The rRNA–targeted quantitative PCR (RT-qPCR) used in this study is limited by its inability to distinguish between V. cholerae and V. mimicus, which are closely related as shown by comparative genomic analysis (7) but whose impact on human disease may be different. Both at the community level and at the infectious diseases hospital located close to the urban slums in Kolkata at which the fecal samples from healthy children were examined for this study, V. cholerae O1 is the main pathogen identified, whereas V. mimicus is rarely isolated as a cause of diarrhea (8). The annualized cholera incidence in slum settings in Kolkata, which have a high population density and where residents do not have sufficient water supply or sanitary facilities, is around 1.6 per 1000 population (9). It is therefore rational to assume that most of the rRNA-positive feces contained V. cholerae rather than V. mimicus. However, the V. cholerae detected by the RT-qPCR technique used in this study should be more extensively assessed to determine their serotypes, virulence potential and cholera toxin production. Further to confirm the conclusions reached based on the culture independent methods used in this study, efforts need to be made to isolate V. cholerae O1 using recently developed specific techniques for shifting viable but non-culturable V. cholerae into a culturable state by co-culturing them with eukaryotic cells (10). We are planning such studies to further explore asymptomatic carriage of V. cholerae.

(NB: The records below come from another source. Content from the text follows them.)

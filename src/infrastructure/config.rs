// Trend configuration: source, chart layout and tuning constants
use crate::domain::error::{TrendError, TrendResult};
use crate::domain::mode::Mode;
use crate::domain::point::Timestamp;
use crate::domain::series::{AggregateOptions, SeriesKind};
use serde::{Deserialize, Serialize};
use std::collections::HashSet;
use std::time::Duration;

#[derive(Debug, Deserialize, Serialize, Clone, PartialEq)]
pub struct TrendConfig {
    pub source: SourceSettings,
    pub chart: ChartSettings,
    #[serde(default)]
    pub tuning: TuningSettings,
}

#[derive(Debug, Deserialize, Serialize, Clone, PartialEq)]
pub struct SourceSettings {
    pub host: String,
    #[serde(default = "default_recorder")]
    pub default_recorder: String,
    #[serde(default = "default_poll_interval_ms")]
    pub poll_interval_ms: u64,
    #[serde(default = "default_page_limit")]
    pub page_limit: u32,
    /// Upper bound of pages fetched per group and query.
    #[serde(default)]
    pub max_pages: Option<u32>,
}

#[derive(Debug, Deserialize, Serialize, Clone, PartialEq)]
pub struct ChartSettings {
    pub mode: String,
    #[serde(default = "default_frame_rate")]
    pub live_frame_rate: f64,
    #[serde(default)]
    pub time_span: Option<f64>,
    /// Seconds per `time_span` unit, 60 for minutes.
    #[serde(default)]
    pub time_span_unit_s: Option<f64>,
    #[serde(default)]
    pub x_min: Option<Timestamp>,
    #[serde(default)]
    pub x_max: Option<Timestamp>,
    #[serde(default)]
    pub axes: Vec<AxisSettings>,
    #[serde(default)]
    pub series: Vec<SeriesSettings>,
}

#[derive(Debug, Deserialize, Serialize, Clone, PartialEq)]
pub struct AxisSettings {
    pub id: String,
    #[serde(default = "default_true")]
    pub autoscale: bool,
    #[serde(default)]
    pub min: Option<f64>,
    #[serde(default)]
    pub max: Option<f64>,
}

#[derive(Debug, Deserialize, Serialize, Clone, PartialEq)]
pub struct SeriesSettings {
    pub id: String,
    #[serde(default)]
    pub name: String,
    #[serde(default = "default_kind")]
    pub kind: String,
    pub axis: String,
    pub address: String,
    /// High value channel of range series.
    #[serde(default)]
    pub address2: Option<String>,
    #[serde(default)]
    pub aggregate: AggregateOptions,
    #[serde(default)]
    pub aggregate2: AggregateOptions,
    #[serde(default = "default_true")]
    pub visible: bool,
    #[serde(default = "default_true")]
    pub non_stop: bool,
    #[serde(default)]
    pub connect_nulls: bool,
}

/// Empirically tuned constants. Defaults are the values the engine was
/// tuned with on the target rendering environment.
#[derive(Debug, Deserialize, Serialize, Clone, PartialEq)]
#[serde(default)]
pub struct TuningSettings {
    pub throttle_slack_ms: f64,
    pub throttle_cap_ms: f64,
    pub throttle_window: usize,
    pub throttle_rank: usize,
    pub throttle_warn_factor: f64,
    pub update_lead_ratio: f64,
    pub update_lead_cap_ms: f64,
    pub frame_lead_ratio: f64,
    pub frame_lead_cap_ms: f64,
    pub redraw_band: f64,
    pub debounce_ms: u64,
    pub error_suppress_ms: u64,
    pub cache_cut_ms: i64,
    pub mixed_slack_ms: i64,
    pub non_stop_retry_ms: u64,
    pub prune_every_ms: u64,
    pub visibility_pause_ms: u64,
}

impl Default for TuningSettings {
    fn default() -> Self {
        Self {
            throttle_slack_ms: 50.0,
            throttle_cap_ms: 10_000.0,
            throttle_window: 10,
            throttle_rank: 5,
            throttle_warn_factor: 4.0,
            update_lead_ratio: 0.25,
            update_lead_cap_ms: 100.0,
            frame_lead_ratio: 0.1,
            frame_lead_cap_ms: 100.0,
            redraw_band: 0.2,
            debounce_ms: 50,
            error_suppress_ms: 2_500,
            cache_cut_ms: 60_000,
            mixed_slack_ms: 5_000,
            non_stop_retry_ms: 100,
            prune_every_ms: 2_500,
            visibility_pause_ms: 15_000,
        }
    }
}

fn default_recorder() -> String {
    "Recorder1".to_string()
}

fn default_poll_interval_ms() -> u64 {
    500
}

fn default_page_limit() -> u32 {
    1000
}

fn default_frame_rate() -> f64 {
    10.0
}

fn default_kind() -> String {
    "line".to_string()
}

fn default_true() -> bool {
    true
}

impl SourceSettings {
    pub fn poll_interval(&self) -> Duration {
        Duration::from_millis(self.poll_interval_ms.max(1))
    }
}

impl ChartSettings {
    pub fn mode(&self) -> TrendResult<Mode> {
        self.mode.parse()
    }

    /// Visible span of the sliding window in milliseconds.
    pub fn time_span_ms(&self) -> Option<i64> {
        let span = self.time_span?;
        let unit = self.time_span_unit_s.unwrap_or(1.0);
        let ms = span * unit * 1000.0;
        (ms.is_finite() && ms > 0.0).then_some(ms as i64)
    }

    /// Nominal interval between animation updates.
    pub fn frame_interval_ms(&self) -> f64 {
        1000.0 / self.live_frame_rate
    }

    pub fn axis(&self, id: &str) -> Option<&AxisSettings> {
        self.axes.iter().find(|a| a.id == id)
    }

    pub fn series(&self, id: &str) -> Option<&SeriesSettings> {
        self.series.iter().find(|s| s.id == id)
    }
}

impl SeriesSettings {
    pub fn kind(&self) -> TrendResult<SeriesKind> {
        self.kind.parse()
    }

    pub fn is_range(&self) -> bool {
        self.kind().is_ok_and(|k| k.is_range())
    }

    /// Aggregated series can only be loaded as history.
    pub fn is_aggregated(&self) -> bool {
        self.aggregate.is_aggregate() || (self.is_range() && self.aggregate2.is_aggregate())
    }
}

impl TrendConfig {
    /// Checks the configuration before anything is applied. Errors carry
    /// their specific codes where the host defines one.
    pub fn validate(&self) -> TrendResult<()> {
        if self.source.host.trim().is_empty() {
            return Err(TrendError::Configuration("source host is empty".into()));
        }
        if self.source.page_limit == 0 {
            return Err(TrendError::Configuration("page limit must be positive".into()));
        }

        let mode = self.chart.mode()?;

        let rate = self.chart.live_frame_rate;
        if !(rate.is_finite() && rate > 0.0) {
            return Err(TrendError::Configuration(format!(
                "live frame rate must be positive (got {})",
                rate
            )));
        }
        if self.chart.frame_interval_ms() < 1.0 {
            return Err(TrendError::FrameRateTooHigh(rate));
        }

        match mode {
            Mode::Live | Mode::Mixed => {
                if self.chart.time_span_ms().is_none() {
                    return Err(TrendError::TimeSpanMissing);
                }
            }
            Mode::History => {
                let min = self.chart.x_min.ok_or(TrendError::HistoryMinInvalid)?;
                let max = self.chart.x_max.ok_or(TrendError::HistoryMaxInvalid)?;
                if min >= max {
                    return Err(TrendError::Configuration(format!(
                        "history bounds are inverted ({} >= {})",
                        min, max
                    )));
                }
            }
        }

        let mut axis_ids = HashSet::new();
        for axis in &self.chart.axes {
            if !axis_ids.insert(axis.id.as_str()) {
                return Err(TrendError::Configuration(format!("duplicate axis `{}`", axis.id)));
            }
            if let (Some(min), Some(max)) = (axis.min, axis.max) {
                if min >= max {
                    return Err(TrendError::Configuration(format!(
                        "axis `{}` has min >= max",
                        axis.id
                    )));
                }
            }
        }

        let mut series_ids = HashSet::new();
        for series in &self.chart.series {
            if !series_ids.insert(series.id.as_str()) {
                return Err(TrendError::Configuration(format!(
                    "duplicate series `{}`",
                    series.id
                )));
            }
            if !axis_ids.contains(series.axis.as_str()) {
                return Err(TrendError::Configuration(format!(
                    "series `{}` references unknown axis `{}`",
                    series.id, series.axis
                )));
            }
            let kind = series.kind()?;
            if kind.is_range() && series.address2.as_deref().is_none_or(str::is_empty) {
                return Err(TrendError::Configuration(format!(
                    "range series `{}` needs a high value address",
                    series.id
                )));
            }
        }

        let tuning = &self.tuning;
        if tuning.throttle_rank == 0 || tuning.throttle_rank > tuning.throttle_window {
            return Err(TrendError::Configuration(
                "throttle rank must be within the throttle window".into(),
            ));
        }

        Ok(())
    }

    /// Serialised axis and series settings for the persistence collaborator.
    pub fn to_snapshot(&self) -> TrendResult<String> {
        #[derive(Serialize)]
        struct Snapshot<'a> {
            axes: &'a [AxisSettings],
            series: &'a [SeriesSettings],
        }

        toml::to_string_pretty(&Snapshot {
            axes: &self.chart.axes,
            series: &self.chart.series,
        })
        .map_err(|e| TrendError::Configuration(format!("snapshot failed: {}", e)))
    }
}

pub fn load_trend_config() -> anyhow::Result<TrendConfig> {
    load_trend_config_from("config/trend")
}

pub fn load_trend_config_from(path: &str) -> anyhow::Result<TrendConfig> {
    let settings = config::Config::builder()
        .add_source(config::File::with_name(path))
        .add_source(config::Environment::with_prefix("TREND").separator("__"))
        .build()?;

    Ok(settings.try_deserialize()?)
}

The data emerging from this study shows substantial asymptomatic infection (carriage) of V. cholerae/mimicus in children in urban slum settings. Recent studies in Bangladesh have shown that asymptomatic cases represent roughly half of all cases and that these might contribute to the spread of the organism (11). V. cholerae has been isolated from rectal swabs of healthy family members who have had contact with cholera patients (12). Given the current debate on transmission of cholera following the cholera outbreak that started in October 2010 in Haiti, a previously cholera-free Caribbean island (13), this study emphasizes the importance of cholera carriers in the transmission of cholera. Morris has proposed a model of transmission in which environmental triggers lead to increases in V. cholerae in environmental reservoirs with “spill over” into human populations (14), after which transmission occurs primarily by fast transmission from person to person taking advantage of the hyperinfectious state without a return to the environment (15). Therefore, asymptomatic infections in cholera endemic areas play a role in the spread of cholera, especially when there is mass movement of populations without overt symptoms of cholera from cholera endemic to cholera-free areas. Such an event could pose a real risk of the spread of cholera.